=== Section Start ===

//! # Branch Instructions
//!
//! This module implements conditional branch operations:
//! - BCC / BCS: Carry clear / set
//! - BEQ / BNE: Zero set / clear
//! - BMI / BPL: Negative set / clear
//! - BVC / BVS: Overflow clear / set
//!
//! All branches use relative addressing. The resolver has already added the
//! signed offset to the post-fetch PC, so a taken branch simply loads the
//! resolved address into PC. No flags are affected.

use crate::addressing::{AddressingMode, Operand};
use crate::{MemoryBus, CPU};

fn branch_if<M: MemoryBus>(cpu: &mut CPU<M>, condition: bool, operand: Operand) {
    if let (true, Some(target)) = (condition, operand.address()) {
        cpu.pc = target;
    }
}

/// Executes the BCC (Branch if Carry Clear) instruction.
///
/// # Examples
///
/// ```
/// use emu6502::{CPU, FlatMemory, MemoryBus};
///
/// let mut memory = FlatMemory::new();
/// memory.load(0x8000, &[0x90, 0x05]); // BCC +5
///
/// let mut cpu = CPU::new(memory);
/// cpu.set_pc(0x8000);
/// cpu.step();
///
/// assert_eq!(cpu.pc(), 0x8007);
/// ```
pub(crate) fn execute_bcc<M: MemoryBus>(cpu: &mut CPU<M>, _mode: AddressingMode, operand: Operand) {
    let condition = !cpu.flag_c;
    branch_if(cpu, condition, operand);
}

/// Executes the BCS (Branch if Carry Set) instruction.
pub(crate) fn execute_bcs<M: MemoryBus>(cpu: &mut CPU<M>, _mode: AddressingMode, operand: Operand) {
    let condition = cpu.flag_c;
    branch_if(cpu, condition, operand);
}

/// Executes the BEQ (Branch if Equal) instruction.
pub(crate) fn execute_beq<M: MemoryBus>(cpu: &mut CPU<M>, _mode: AddressingMode, operand: Operand) {
    let condition = cpu.flag_z;
    branch_if(cpu, condition, operand);
}

/// Executes the BNE (Branch if Not Equal) instruction.
pub(crate) fn execute_bne<M: MemoryBus>(cpu: &mut CPU<M>, _mode: AddressingMode, operand: Operand) {
    let condition = !cpu.flag_z;
    branch_if(cpu, condition, operand);
}

/// Executes the BMI (Branch if Minus) instruction.
pub(crate) fn execute_bmi<M: MemoryBus>(cpu: &mut CPU<M>, _mode: AddressingMode, operand: Operand) {
    let condition = cpu.flag_n;
    branch_if(cpu, condition, operand);
}

/// Executes the BPL (Branch if Positive) instruction.
pub(crate) fn execute_bpl<M: MemoryBus>(cpu: &mut CPU<M>, _mode: AddressingMode, operand: Operand) {
    let condition = !cpu.flag_n;
    branch_if(cpu, condition, operand);
}

/// Executes the BVC (Branch if Overflow Clear) instruction.
pub(crate) fn execute_bvc<M: MemoryBus>(cpu: &mut CPU<M>, _mode: AddressingMode, operand: Operand) {
    let condition = !cpu.flag_v;
    branch_if(cpu, condition, operand);
}

/// Executes the BVS (Branch if Overflow Set) instruction.
pub(crate) fn execute_bvs<M: MemoryBus>(cpu: &mut CPU<M>, _mode: AddressingMode, operand: Operand) {
    let condition = cpu.flag_v;
    branch_if(cpu, condition, operand);
}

=== Section End ===

**WORK TO BE COMPLETED**: Reproduce verbatim the lines above, from the line with "if let (true, Some(target))" through the line with "Carry Set) instruction.".

**SOLUTION TO THE PROBLEM**:
    if let (true, Some(target)) = (condition, operand.address()) {
        cpu.pc = target;
    }
}

/// Executes the BCC (Branch if Carry Clear) instruction.
///
/// # Examples
///
/// ```
/// use emu6502::{CPU, FlatMemory, MemoryBus};
///
/// let mut memory = FlatMemory::new();
/// memory.load(0x8000, &[0x90, 0x05]); // BCC +5
///
/// let mut cpu = CPU::new(memory);
/// cpu.set_pc(0x8000);
/// cpu.step();
///
/// assert_eq!(cpu.pc(), 0x8007);
/// ```
pub(crate) fn execute_bcc<M: MemoryBus>(cpu: &mut CPU<M>, _mode: AddressingMode, operand: Operand) {
    let condition = !cpu.flag_c;
    branch_if(cpu, condition, operand);
}

/// Executes the BCS (Branch if Carry Set) instruction.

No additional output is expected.